Milgram Milgram 1993 gives the example of the transformation of aabcb into ababd. Figure 1 gives some of the pathes allowing to go from aabcb to ababd. Given a cost of 1 for each of the alterations, the edition distance from aabcb to ababd is three. It would be different if a suppression cost was 0.5, the cost of an insertion 0.75, and that of change 0.25. Its value would then be 1.5.

Figure 1: Some of the shortest pathes from aabcb to ababd.
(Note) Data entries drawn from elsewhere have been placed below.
//! Step 2 rules, one schema per deal type.
//!
//! | Deal type     | Required                                                         | Conditional                                  |
//! |---------------|------------------------------------------------------------------|----------------------------------------------|
//! | double close  | capitalRequested > 0, contractAB attached                        |                                              |
//! | EMD           | emdAmount > 0                                                    |                                              |
//! | fix and flip  | purchase, down payment, loan, rehab > 0; ARV basis; financing    | comparables basis needs 3 complete entries   |
//! | buy and hold  | rental strategy, estimatedMonthlyRent > 0, financing             | subject-to needs all four lender fields      |
//! | gap funding   | gapAmount > 0                                                    | primary lender needs a name                  |
//! | land          | apn, acreage > 0, zoning, financing                              |                                              |

use rust_decimal::Decimal;

use super::{COMPARABLES_REQUIRED, FILE_REQUIRED, FieldErrors, REQUIRED_FIELD, SUBJECT_TO_REQUIRED};
use crate::models::{
    ArvJustification, BuyHoldDetails, DealDetails, DoubleCloseDetails, EmdDetails, FixFlipDetails,
    GapFundingDetails, LandDetails,
};

/// Checks the active deal variant and returns every violation found.
pub fn validate_deal(details: &DealDetails) -> FieldErrors {
    let mut errors = FieldErrors::new();
    match details {
        DealDetails::DoubleClose(d) => double_close(d, &mut errors),
        DealDetails::Emd(d) => emd(d, &mut errors),
        DealDetails::FixFlip(d) => fix_flip(d, &mut errors),
        DealDetails::BuyHold(d) => buy_hold(d, &mut errors),
        DealDetails::GapFunding(d) => gap_funding(d, &mut errors),
        DealDetails::Land(d) => land(d, &mut errors),
    }
    errors
}

fn require_positive(
    errors: &mut FieldErrors,
    field: &str,
    value: Decimal,
) {
    if value <= Decimal::ZERO {
        errors.insert(field, REQUIRED_FIELD);
    }
}

fn require_set<T>(
    errors: &mut FieldErrors,
    field: &str,
    value: &Option<T>,
) {
    if value.is_none() {
        errors.insert(field, REQUIRED_FIELD);
    }
}

fn double_close(
    d: &DoubleCloseDetails,
    errors: &mut FieldErrors,
) {
    require_positive(errors, "capitalRequested", d.capital_requested);
    if d.contract_ab.is_none() {
        errors.insert("contractAB", FILE_REQUIRED);
    }
}

fn emd(
    d: &EmdDetails,
    errors: &mut FieldErrors,
) {
    require_positive(errors, "emdAmount", d.emd_amount);
}

fn fix_flip(
    d: &FixFlipDetails,
    errors: &mut FieldErrors,
) {
    require_positive(errors, "purchasePrice", d.purchase_price);
    require_positive(errors, "downPayment", d.down_payment);
    require_positive(errors, "loanAmount", d.loan_amount);
    require_positive(errors, "totalRehabBudget", d.total_rehab_budget);
    require_set(errors, "arvJustification", &d.arv_justification);
    require_set(errors, "financingStructure", &d.financing_structure);

    if d.arv_justification == Some(ArvJustification::Comparables)
        && !d.comparables.iter().all(|c| c.is_complete())
    {
        errors.insert("comparables", COMPARABLES_REQUIRED);
    }
}

fn buy_hold(
    d: &BuyHoldDetails,
    errors: &mut FieldErrors,
) {
    require_set(errors, "rentalStrategy", &d.rental_strategy);
    require_positive(errors, "estimatedMonthlyRent", d.estimated_monthly_rent);
    require_set(errors, "financingStructure", &d.financing_structure);

    if d.is_subject_to {
        if d.current_lender_name.trim().is_empty() {
            errors.insert("currentLenderName", SUBJECT_TO_REQUIRED);
        }
        for (field, value) in [
            ("currentLoanBalance", d.current_loan_balance),
            ("currentMonthlyPayment", d.current_monthly_payment),
            ("currentInterestRate", d.current_interest_rate),
        ] {
            if value <= Decimal::ZERO {
                errors.insert(field, SUBJECT_TO_REQUIRED);
            }
        }
    }
}

fn gap_funding(
    d: &GapFundingDetails,
    errors: &mut FieldErrors,
) {
    require_positive(errors, "gapAmount", d.gap_amount);
    if d.has_primary_lender && d.primary_lender_name.trim().is_empty() {
        errors.insert("primaryLenderName", REQUIRED_FIELD);
    }
}

fn land(
    d: &LandDetails,
    errors: &mut FieldErrors,
) {
    if d.apn.trim().is_empty() {
        errors.insert("apn", REQUIRED_FIELD);
    }
    require_positive(errors, "acreage", d.acreage);
    require_set(errors, "zoning", &d.zoning);
    require_set(errors, "financingStructure", &d.financing_structure);
}
use std::collections::BTreeMap;

use chrono::{DateTime, SecondsFormat, Utc};
use serde_json::{Map, Value, json};

use super::SubmissionError;
use crate::models::tags_for;
use crate::wizard::FormState;

/// Replaces every character outside `[A-Za-z0-9.-]` with `_`.
pub fn sanitize_file_name(name: &str) -> String {
    name.chars()
        .map(|c| {
            if c.is_ascii_alphanumeric() || c == '.' || c == '-' {
                c
            } else {
                '_'
            }
        })
        .collect()
}

/// Storage object path for an upload: `uploads/{timestamp_ms}_{sanitized}`.
pub fn object_path(
    timestamp_ms: i64,
    file_name: &str,
) -> String {
    format!("uploads/{timestamp_ms}_{}", sanitize_file_name(file_name))
}

/// Assembles the webhook body.
///
/// Top level: `dealType`, `titleInfo`, `experienceInfo`, `tags`,
/// `submittedAt`, then every deal field except documents, then `files`
/// mapping each uploaded field to its public URL. Buy-and-hold payloads also
/// carry `calculatedNOI` and `calculatedDSCR`.
pub fn build_payload(
    state: &FormState,
    files: &BTreeMap<String, String>,
    submitted_at: DateTime<Utc>,
) -> Result<Value, SubmissionError> {
    let deal = state.deal().ok_or(SubmissionError::NoDealType)?;
    let deal_type = deal.deal_type();

    let mut deal_fields = match deal.to_form_data()? {
        Value::Object(fields) => fields,
        _ => Map::new(),
    };
    for field in deal.file_fields() {
        deal_fields.remove(*field);
    }
    if let Some(coverage) = state.coverage() {
        deal_fields.insert(
            "calculatedNOI".to_string(),
            serde_json::to_value(coverage.net_operating_income)?,
        );
        deal_fields.insert(
            "calculatedDSCR".to_string(),
            serde_json::to_value(coverage.debt_service_coverage_ratio)?,
        );
    }

    let mut payload = Map::new();
    payload.insert("dealType".to_string(), json!(deal_type));
    payload.insert("titleInfo".to_string(), serde_json::to_value(state.title())?);
    payload.insert(
        "experienceInfo".to_string(),
        serde_json::to_value(state.experience())?,
    );
    payload.insert("tags".to_string(), json!(tags_for(deal_type.as_str())));
    payload.insert(
        "submittedAt".to_string(),
        json!(submitted_at.to_rfc3339_opts(SecondsFormat::Millis, true)),
    );
    payload.extend(deal_fields);
    payload.insert("files".to_string(), json!(files));

    Ok(Value::Object(payload))
}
                                   aabcb
                                  /  |   \
                                 S   I    C
                               /     |      \
                            abcb   aabcbd   aabab
                              |       \       |
                              |         \     |
                              C           C   I
                              |             \ |
                            abab           aababd
                                \          /
                                  I      S
                                   \    /
                                   ababd

For the BAsCET's application on bibliographic references recognition, each transformation cost was given a 0.6 value, except in some change case (C). When a capital changes to its lowercase, or the opposite, its alteration cost is given a value of 0.1. It is then considered that these are almost the same characters. Indeed, it happens that a symbol beginning with a capital in the references database was translated into a symbol beginning with a lowercase. When a letter has to be changed to another letter (not to a punctuation character, or other...), 0.9 is assigned to this cost. When a digit a has to be changed to another digit b, 6 |a-b| / 100 is assigned to the cost. Thus, the cost varies between 0 (when a = b) and 0.54 depending on the mathematical distance of the two digits. It's useful when a user made a key-mistake (what's the real word? /msg me, please, if you know), but mostly when an agent looks for a number with the same length, but with a different value. A typical example is the search for a year: it is possible that the reference's year does not exist in Concept Network (in the database), but it is nevertheless useful that this year was recognized as a year, that is to say as a near neighbor of a year in the Concept Network.

The distance d between two strings a and b allows to easily compute the similarity rate s(a,b), depending also on their lengths (l(a) and l(b)): s(a,b) = ( 1 - d(a,b) ) / MAX( l(a), l(b) ) (see search for similar sub-strings).


Bibliography

Wagner et Fisher1974
R. A. Wagner et M. J. Fisher.
The string to string correction problem.
Communications of the ACM, 20(10), May 1974.
Milgram 1993
M. Milgram.
Reconnaissance des formes -- Méthodes numériques et connexionnistes.
Armand Colin, 1993.